While the LGMA and the produce safety rule cover the same major categories of risk and many of the requirements are similar, LGMA is generally more demanding with respect to practices, the summary said.
 
The authors said that the interviews revealed that food safety costs are very tough to measure and not every company provided comprehensive responses.
 
Costs that could be measured included spending for food safety staff, harvest foremen, third-party audits, product lost due to animal intrusion and water testing.
 
Counting costs
 
The study found the largest share of food safety costs were for workers implementing the food safety plan: 38% for the food safety staff (including the clerical staff) and 32% for time that harvest foremen spent on food safety tasks.
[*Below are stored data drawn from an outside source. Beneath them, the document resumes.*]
//! The expression tree.

use std::fmt::{Display, Formatter, Result as FmtResult};
use std::sync::Arc;

use itertools::Itertools;
use strum_macros::{Display as StrumDisplay, EnumString};

use crate::error::EvalError;
use crate::extensions::ExtensionFn;
use crate::types::{EntityType, EntityUid, Value};

use super::Pattern;

/// The four request variables.
#[derive(Debug, Clone, Copy, PartialEq, Eq, Hash, PartialOrd, Ord, StrumDisplay, EnumString)]
#[strum(serialize_all = "lowercase")]
pub enum Var {
    Principal,
    Action,
    Resource,
    Context,
}

#[derive(Debug, Clone, Copy, PartialEq, Eq, Hash, StrumDisplay)]
pub enum UnaryOp {
    #[strum(serialize = "!")]
    Not,
    #[strum(serialize = "-")]
    Neg,
    #[strum(serialize = "isEmpty")]
    IsEmpty,
}

#[derive(Debug, Clone, Copy, PartialEq, Eq, Hash, StrumDisplay)]
pub enum BinaryOp {
    #[strum(serialize = "==")]
    Eq,
    #[strum(serialize = "!=")]
    NotEq,
    #[strum(serialize = "<")]
    Less,
    #[strum(serialize = "<=")]
    LessEq,
    #[strum(serialize = ">")]
    Greater,
    #[strum(serialize = ">=")]
    GreaterEq,
    #[strum(serialize = "+")]
    Add,
    #[strum(serialize = "-")]
    Sub,
    #[strum(serialize = "*")]
    Mul,
    #[strum(serialize = "in")]
    In,
    #[strum(serialize = "contains")]
    Contains,
    #[strum(serialize = "containsAll")]
    ContainsAll,
    #[strum(serialize = "containsAny")]
    ContainsAny,
    #[strum(serialize = "getTag")]
    GetTag,
    #[strum(serialize = "hasTag")]
    HasTag,
}

impl BinaryOp {
    /// Operators whose result depends on the entity store.
    pub fn reads_entities(self) -> bool {
        matches!(self, BinaryOp::In | BinaryOp::GetTag | BinaryOp::HasTag)
    }

    fn is_method(self) -> bool {
        matches!(
            self,
            BinaryOp::Contains
                | BinaryOp::ContainsAll
                | BinaryOp::ContainsAny
                | BinaryOp::GetTag
                | BinaryOp::HasTag
        )
    }
}

/// An immutable expression node. Children sit behind [`Arc`]s, so cloning a
/// tree is cheap and rewritten trees share every untouched sub-tree with the
/// original.
#[derive(Debug, Clone, PartialEq, Eq)]
pub enum Expr {
    Value(Value),
    Var(Var),
    /// An evaluation error discovered while partially evaluating; raised when
    /// the node is finally evaluated.
    Error(EvalError),
    Unary {
        op: UnaryOp,
        arg: Arc<Expr>,
    },
    Binary {
        op: BinaryOp,
        lhs: Arc<Expr>,
        rhs: Arc<Expr>,
    },
    And {
        lhs: Arc<Expr>,
        rhs: Arc<Expr>,
    },
    Or {
        lhs: Arc<Expr>,
        rhs: Arc<Expr>,
    },
    If {
        cond: Arc<Expr>,
        then_expr: Arc<Expr>,
        else_expr: Arc<Expr>,
    },
    GetAttr {
        expr: Arc<Expr>,
        attr: String,
    },
    HasAttr {
        expr: Arc<Expr>,
        attr: String,
    },
    Like {
        expr: Arc<Expr>,
        pattern: Pattern,
    },
    Is {
        expr: Arc<Expr>,
        entity_type: EntityType,
    },
    IsIn {
        expr: Arc<Expr>,
        entity_type: EntityType,
        target: Arc<Expr>,
    },
    Set(Arc<Vec<Expr>>),
    /// Record literal; fields are evaluated in order and a repeated key keeps
    /// its last value.
    Record(Arc<Vec<(String, Expr)>>),
    Call {
        func: ExtensionFn,
        args: Arc<Vec<Expr>>,
    },
}

impl Expr {
    pub fn val(v: impl Into<Value>) -> Self {
        Expr::Value(v.into())
    }

    pub fn var(v: Var) -> Self {
        Expr::Var(v)
    }

    pub fn principal() -> Self {
        Expr::Var(Var::Principal)
    }

    pub fn action() -> Self {
        Expr::Var(Var::Action)
    }

    pub fn resource() -> Self {
        Expr::Var(Var::Resource)
    }

    pub fn context() -> Self {
        Expr::Var(Var::Context)
    }

    pub fn entity(uid: EntityUid) -> Self {
        Expr::Value(Value::EntityUid(uid))
    }

    pub fn unary(op: UnaryOp, arg: Expr) -> Self {
        Expr::Unary {
            op,
            arg: Arc::new(arg),
        }
    }

    pub fn binary(op: BinaryOp, lhs: Expr, rhs: Expr) -> Self {
        Expr::Binary {
            op,
            lhs: Arc::new(lhs),
            rhs: Arc::new(rhs),
        }
    }

    pub fn not(arg: Expr) -> Self {
        Expr::unary(UnaryOp::Not, arg)
    }

    pub fn neg(arg: Expr) -> Self {
        Expr::unary(UnaryOp::Neg, arg)
    }

    pub fn is_empty(arg: Expr) -> Self {
        Expr::unary(UnaryOp::IsEmpty, arg)
    }

    pub fn and(lhs: Expr, rhs: Expr) -> Self {
        Expr::And {
            lhs: Arc::new(lhs),
            rhs: Arc::new(rhs),
        }
    }

    pub fn or(lhs: Expr, rhs: Expr) -> Self {
        Expr::Or {
            lhs: Arc::new(lhs),
            rhs: Arc::new(rhs),
        }
    }

    pub fn ite(cond: Expr, then_expr: Expr, else_expr: Expr) -> Self {
        Expr::If {
            cond: Arc::new(cond),
            then_expr: Arc::new(then_expr),
            else_expr: Arc::new(else_expr),
        }
    }

    pub fn eq(lhs: Expr, rhs: Expr) -> Self {
        Expr::binary(BinaryOp::Eq, lhs, rhs)
    }

    pub fn not_eq(lhs: Expr, rhs: Expr) -> Self {
        Expr::binary(BinaryOp::NotEq, lhs, rhs)
    }

    pub fn less(lhs: Expr, rhs: Expr) -> Self {
        Expr::binary(BinaryOp::Less, lhs, rhs)
    }

    pub fn less_eq(lhs: Expr, rhs: Expr) -> Self {
        Expr::binary(BinaryOp::LessEq, lhs, rhs)
    }

    pub fn greater(lhs: Expr, rhs: Expr) -> Self {
        Expr::binary(BinaryOp::Greater, lhs, rhs)
    }

    pub fn greater_eq(lhs: Expr, rhs: Expr) -> Self {
        Expr::binary(BinaryOp::GreaterEq, lhs, rhs)
    }

    pub fn add(lhs: Expr, rhs: Expr) -> Self {
        Expr::binary(BinaryOp::Add, lhs, rhs)
    }

    pub fn sub(lhs: Expr, rhs: Expr) -> Self {
        Expr::binary(BinaryOp::Sub, lhs, rhs)
    }

    pub fn mul(lhs: Expr, rhs: Expr) -> Self {
        Expr::binary(BinaryOp::Mul, lhs, rhs)
    }

    pub fn is_in(lhs: Expr, rhs: Expr) -> Self {
        Expr::binary(BinaryOp::In, lhs, rhs)
    }

    pub fn contains(lhs: Expr, rhs: Expr) -> Self {
        Expr::binary(BinaryOp::Contains, lhs, rhs)
    }

    pub fn contains_all(lhs: Expr, rhs: Expr) -> Self {
        Expr::binary(BinaryOp::ContainsAll, lhs, rhs)
    }

    pub fn contains_any(lhs: Expr, rhs: Expr) -> Self {
        Expr::binary(BinaryOp::ContainsAny, lhs, rhs)
    }

    pub fn get_tag(lhs: Expr, rhs: Expr) -> Self {
        Expr::binary(BinaryOp::GetTag, lhs, rhs)
    }

    pub fn has_tag(lhs: Expr, rhs: Expr) -> Self {
        Expr::binary(BinaryOp::HasTag, lhs, rhs)
    }

    pub fn get_attr(expr: Expr, attr: impl Into<String>) -> Self {
        Expr::GetAttr {
            expr: Arc::new(expr),
            attr: attr.into(),
        }
    }

    pub fn has_attr(expr: Expr, attr: impl Into<String>) -> Self {
        Expr::HasAttr {
            expr: Arc::new(expr),
            attr: attr.into(),
        }
    }

    pub fn like(expr: Expr, pattern: Pattern) -> Self {
        Expr::Like {
            expr: Arc::new(expr),
            pattern,
        }
    }

    pub fn is_entity_type(expr: Expr, entity_type: impl Into<EntityType>) -> Self {
        Expr::Is {
            expr: Arc::new(expr),
            entity_type: entity_type.into(),
        }
    }

    pub fn is_entity_type_in(expr: Expr, entity_type: impl Into<EntityType>, target: Expr) -> Self {
        Expr::IsIn {
            expr: Arc::new(expr),
            entity_type: entity_type.into(),
            target: Arc::new(target),
        }
    }

    pub fn set(items: impl IntoIterator<Item = Expr>) -> Self {
        Expr::Set(Arc::new(items.into_iter().collect()))
    }

    pub fn record<K: Into<String>>(fields: impl IntoIterator<Item = (K, Expr)>) -> Self {
        Expr::Record(Arc::new(
            fields.into_iter().map(|(k, v)| (k.into(), v)).collect(),
        ))
    }

    /// Builds an extension call by name, checking the name and arity.
    pub fn call(name: &str, args: impl IntoIterator<Item = Expr>) -> Result<Self, EvalError> {
        let func = ExtensionFn::lookup(name)?;
        Expr::call_fn(func, args)
    }

    pub fn call_fn(func: ExtensionFn, args: impl IntoIterator<Item = Expr>) -> Result<Self, EvalError> {
        let args: Vec<Expr> = args.into_iter().collect();
        func.check_arity(args.len())?;
        Ok(Expr::Call {
            func,
            args: Arc::new(args),
        })
    }

    pub fn as_value(&self) -> Option<&Value> {
        match self {
            Expr::Value(v) => Some(v),
            _ => None,
        }
    }
}

impl From<Value> for Expr {
    fn from(v: Value) -> Self {
        Expr::Value(v)
    }
}

fn write_call(f: &mut Formatter<'_>, name: &str, args: &[&Expr], method: bool) -> FmtResult {
    match args.split_first() {
        Some((receiver, rest)) if method => {
            write!(f, "{receiver}.{name}({})", rest.iter().join(", "))
        }
        _ => write!(f, "{name}({})", args.iter().join(", ")),
    }
}

/// Renders a fully parenthesized, policy-like text form for logs and errors.
impl Display for Expr {
    fn fmt(&self, f: &mut Formatter<'_>) -> FmtResult {
        match self {
            Expr::Value(v) => write!(f, "{v}"),
            Expr::Var(v) => write!(f, "{v}"),
            Expr::Error(err) => write!(f, "error(\"{}\")", err.to_string().escape_debug()),
            Expr::Unary {
                op: UnaryOp::IsEmpty,
                arg,
            } => write!(f, "{arg}.isEmpty()"),
            Expr::Unary { op, arg } => write!(f, "{op}({arg})"),
            Expr::Binary { op, lhs, rhs } if op.is_method() => {
                write_call(f, &op.to_string(), &[&**lhs, &**rhs], true)
            }
            Expr::Binary { op, lhs, rhs } => write!(f, "({lhs} {op} {rhs})"),
            Expr::And { lhs, rhs } => write!(f, "({lhs} && {rhs})"),
            Expr::Or { lhs, rhs } => write!(f, "({lhs} || {rhs})"),
            Expr::If {
                cond,
                then_expr,
                else_expr,
            } => write!(f, "(if {cond} then {then_expr} else {else_expr})"),
            Expr::GetAttr { expr, attr } => write!(f, "{expr}[\"{}\"]", attr.escape_debug()),
            Expr::HasAttr { expr, attr } => write!(f, "({expr} has \"{}\")", attr.escape_debug()),
            Expr::Like { expr, pattern } => write!(f, "({expr} like \"{pattern}\")"),
            Expr::Is { expr, entity_type } => write!(f, "({expr} is {entity_type})"),
            Expr::IsIn {
                expr,
                entity_type,
                target,
            } => write!(f, "({expr} is {entity_type} in {target})"),
            Expr::Set(items) => write!(f, "[{}]", items.iter().join(", ")),
            Expr::Record(fields) => write!(
                f,
                "{{{}}}",
                fields
                    .iter()
                    .map(|(k, v)| format!("\"{}\": {v}", k.escape_debug()))
                    .join(", ")
            ),
            Expr::Call { func, args } => {
                let args: Vec<&Expr> = args.iter().collect();
                write_call(f, func.name(), &args, !func.is_constructor())
            }
        }
    }
}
Harvest foremen spent almost one-fourth of their time on food safety tasks, according to the study.
 
In the 10-year history of the LGMA, Calvin said some growers have evolved how they use labor on food safety over that time period, shifting some of the food safety tasks to foremen.
 
“The way they do food safety has really changed that way,” she said.
 
Third-party audits were a big expense for the firms in the study, accounting for 17% of the costs the authors could measure (LGMA audits making up 11% and other commercial audits 6%). Calvin said several growers said they believed there were fewer audits demanded by buyers now than in 2007, perhaps due to benchmarked Global Food Safety Initiative audits.
 
The study authors conclude the share of costs for audits under the produce safety rule could be similar to commercial audits faced by LGMA members.
 
While the study notes that both the LGMA and the produce rule emphasize the importance of field inspections to look for animal intrusion, only the LGMA specifies exactly how much area should be marked off around evidence of animal intrusion and not harvested. The authors said that total lost-product costs were 11% of measured costs for the surveyed LGMA growers. For the firms that were interviewed, Calvin said no one had buffer zones bigger than LGMA required, and half didn’t have any buffer zone because they didn’t have an adjacent risk factor. Some growers — not interviewed in the study — are thought to have bigger buffer zones than LGMA requires, Calvin said.
 
Under the produce rule, the cost share for buffer zone may be smaller, the study said.
 
Water testing made up 2% of measured costs for the seven LGMA growers. The authors noted that LGMA requires monthly water testing for all water used in the fields unless a firm qualifies for an exemption. Under the LGMA, firms test all water used in the fields for evidence of generic Escherichia coli (E. coli).
 
Calvin noted that some growers are doing more water testing than LGMA requires for their own risk management purposes. For example, she said growers have put in place water testing for other commodities not covered by the LGMA. 
 
“It was just easier to have the same rules for training, for water, and also they did more because buyers demanded more,” she said. The authors said that the produce safety rule requires water testing only for field water sources that are likely to touch the plant. The authors concluded that although the produce rule water requirements should cost less than those of the LGMA, buyers may require more testing than the minimum required under the rule.